What A Blanket Purchase Agreement Is NOT
- R.D. Lieberman,Consultant
- Mar 1
- 4 min read
The Navy issued a solicitation for a Blanket Purchase Agreement (“BPA”) for accepting and filling orders placed by the Navy for parts for maintenance, repair and operations of ship stores, including their operation, with the contractor’s own labor,. The solicitation stated that services/products can be ordered under this BPA,” and also stated that “This BPA does not obligate any funds [but can] be obligated by placement of calls under Federal Acquisition Regulation (“FAR”) Subpart 8.4, Federal Supply schedule.” The solicitation estimated but stated it did not guarantee that the volume of purchases under the BPA would be $70 million. OSC Solutions, inc. v. Sec’y of the Navy, No. 2024-1195 (Fed. Cir. Jan.7, 2026).
After submission of its offer, the Navy notified OSC stating that its pricing proposal must contain separately prices services. OSC responded that there was no additional charge for OSC to offer its services under the BPA, and also that that ship store service was included within the price of the products. The Navy issued a BPA to OSC for one year with four one-year options, and repeated the caveats that the BPA didn’t obligate funds, didn’t guarantee the $70 million volume of purchases, and that services and products could be ordered under the BPA.
On the same day the BPA was issued, the Navy also exercised its first option to extend the BPA by a year. The Navy ordered supplies under orders issued pursuant to the BPA. Six months later, OSC sent the Navy an invoice for $1 million for “unabsorbed store services direct costs” (its store-staffing labor costs) because of “unexpectedly low Navy orders.” The Navy didn’t exercise the next option year, and terminated performance two years after BPA award. The Navy also informed OSC that there was no mechanism for billing labor under this BPA, and a month later, OSC submitted a certified claim for $1.2 million because “the Navy had only ordered 17 percent of the Navy’s estimated volume of products.” The Navy denied the claim, citing the guarantees in the formation document (no volume of sales guaranteed, labor costs were intentionally not price in the BPA and the BPA was not a contractual obligation of the Navy-only orders were).
OSC appealed the claim denial to the Armed Services Board of Contract Appeals (“Board”), alleging the breach of an implied-in-fact contract. Two months later the Board denied OSC’s appeal, specifically noting that the BPA expressly stated that it did not obligate any funds or guarantee a specific volume of purchases. Further, the Board rejected OSC’s theory that there was an implied in fact contract, or a constructive change. OSC appealed to the Federal Circuit.
The Federal Circuit’s opinion makes short work of OSC’s arguments, holding the following:
• OSC was incorrect that the BPA was a requirements contract that required the Navy to purchase through OSC all of the products required in the BPA. The BPA had no such terms, and was not a requirements contract—it lacked the specific FAR provision needed for requirements contracts. Further, the BPA did not obligate any funds (Navy was obligated only to the extent of authorized purchases (orders) actually made under the BPA).

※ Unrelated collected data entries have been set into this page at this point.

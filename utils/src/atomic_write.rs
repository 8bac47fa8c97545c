//! Atomic file write helpers.
//!
//! Bytes go to a temp file in the destination directory, which is then renamed
//! over the target. Readers see either the old content or the new content,
//! never a truncated file. On Windows, rename-over-existing fails, so we use a
//! backup-and-restore fallback to avoid data loss when overwriting.

use std::fs;
use std::io::{self, Write};
use std::path::Path;

use tempfile::NamedTempFile;
use tracing::debug;

#[derive(Debug, Clone, Copy, PartialEq, Eq)]
pub enum FileSyncPolicy {
    SyncAll,
    SkipSync,
}

#[derive(Debug, Clone, Copy, PartialEq, Eq)]
pub enum ParentDirSyncPolicy {
    SyncBestEffort,
    SkipSync,
}

#[derive(Debug, Clone, Copy)]
pub struct AtomicWriteOptions {
    /// File sync policy for the temp file before persisting.
    pub file_sync: FileSyncPolicy,
    /// Parent directory sync policy after the file has been persisted.
    pub parent_dir_sync: ParentDirSyncPolicy,
}

impl Default for AtomicWriteOptions {
    fn default() -> Self {
        Self {
            file_sync: FileSyncPolicy::SyncAll,
            parent_dir_sync: ParentDirSyncPolicy::SkipSync,
        }
    }
}

pub fn atomic_write(path: impl AsRef<Path>, bytes: &[u8]) -> io::Result<()> {
    atomic_write_with_options(path, bytes, AtomicWriteOptions::default())
}

/// Atomically create `path` with `bytes`, failing with
/// [`io::ErrorKind::AlreadyExists`] if it exists. Never overwrites.
pub fn atomic_write_new(path: impl AsRef<Path>, bytes: &[u8]) -> io::Result<()> {
    atomic_write_new_with_options(path, bytes, AtomicWriteOptions::default())
}

pub fn atomic_write_new_with_options(
    path: impl AsRef<Path>,
    bytes: &[u8],
    options: AtomicWriteOptions,
) -> io::Result<()> {
    let path = path.as_ref();
    let parent = parent_dir(path);

    let mut tmp = NamedTempFile::new_in(parent)?;
    tmp.write_all(bytes)?;
    if matches!(options.file_sync, FileSyncPolicy::SyncAll) {
        tmp.as_file().sync_all()?;
    }

    // Persist (rename) but fail if the destination already exists.
    if let Err(err) = tmp.persist_noclobber(path) {
        return Err(err.error);
    }

    if matches!(options.parent_dir_sync, ParentDirSyncPolicy::SyncBestEffort) {
        best_effort_sync_parent_dir(parent);
    }

    Ok(())
}

fn parent_dir(path: &Path) -> &Path {
    match path.parent() {
        Some(parent) if !parent.as_os_str().is_empty() => parent,
        _ => Path::new("."),
    }
}

fn best_effort_sync_parent_dir(parent: &Path) {
    #[cfg(unix)]
    {
        if let Err(e) = fs::File::open(parent).and_then(|d| d.sync_all()) {
            debug!(path = %parent.display(), "Parent directory sync_all failed (best-effort): {e}");
        }
    }

    #[cfg(not(unix))]
    {
        let _ = parent;
    }
}

pub fn atomic_write_with_options(
    path: impl AsRef<Path>,
    bytes: &[u8],
    options: AtomicWriteOptions,
) -> io::Result<()> {
    let path = path.as_ref();
    let parent = parent_dir(path);

    let mut tmp = NamedTempFile::new_in(parent)?;
    tmp.write_all(bytes)?;
    if matches!(options.file_sync, FileSyncPolicy::SyncAll) {
        tmp.as_file().sync_all()?;
    }

    // Persist (rename) - handle Windows where rename fails if target exists.
    if let Err(err) = tmp.persist(path) {
        if path.exists() {
            let backup_path = path.with_extension("bak");
            let _ = fs::remove_file(&backup_path);
            fs::rename(path, &backup_path)?;

            if let Err(rename_err) = err.file.persist(path) {
                let _ = fs::rename(&backup_path, path);
                return Err(rename_err.error);
            }
            if let Err(e) = fs::remove_file(&backup_path) {
                tracing::warn!(
                    path = %backup_path.display(),
                    "Failed to remove .bak after atomic write: {e}"
                );
            }
        } else {
            return Err(err.error);
        }
    }

    if matches!(options.parent_dir_sync, ParentDirSyncPolicy::SyncBestEffort) {
        best_effort_sync_parent_dir(parent);
    }

    Ok(())
}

• OSC could point to nothing in the BPA or the orders that required the Navy to make payments for OSC’s labor costs separately from the price of products purchased—no such language existed in the BPA or the orders.
• There was no implied-in-fact contract that arose in the existence of the orders that required the payment for OSC’s labor costs, noting that the requirements for an implied-in-fact contract were the same as for an express contract, and here the evidence showed there was no intent by the Navy to provide for OSC’s labor costs.
Takeaway: A BPA is not:
• A requirements contract;
• An actual order for goods or services (which is a contract!);
• An implied in fact contract for the goods or services that might be procured through the BPA; or
• A contract.
The FAR contains a detailed description of the use and preparation of BPA’s at FAR Subpart 13.303. FAR 13.303-3(a) states that the following terms and conditions, inter alia, are mandatory for all BPA’s:
• A statement that the supplier shall furnish supplies or services, described in general terms, if and when requested by the contracting officer (or the authorized representative of the contracting officer) during a specified period.
• A statement that the government is obligated only to the extent of authorized purchases actually made under the BPA; and
• An identification of those who can purchase using the BPA.
This is how the Federal Circuit characterizes what a BPA is:
A BPA is “an ordering vehicle which makes ... issuance of orders a more simple process.” A BPA functions as “an agreement between the [g]overnment and a contractor to allow repetitive orders during a specified time period. BPAs are not contracts; rather, they are “appropriately characterized as frameworks for future contracts—‘a set of ground rules as it were, and no obligations are assumed by either party until orders are given by the [g]overnment and accepted by the contractor.’
Advanced Mgmt., Strategies Grp., Inc. v. United States, No. 25-695, (Fed. Cl. Nov. 20, 2025). This is a clear statement by the Federal Circuit that a BPA is not a contract because it lacks mutuality of consideration. When an order is issued pursuant to the BPA, that order is a contract.
The Navy fully complied with its obligations, and OSC clearly did not understand the purpose and procedure for the BPA it had been awarded.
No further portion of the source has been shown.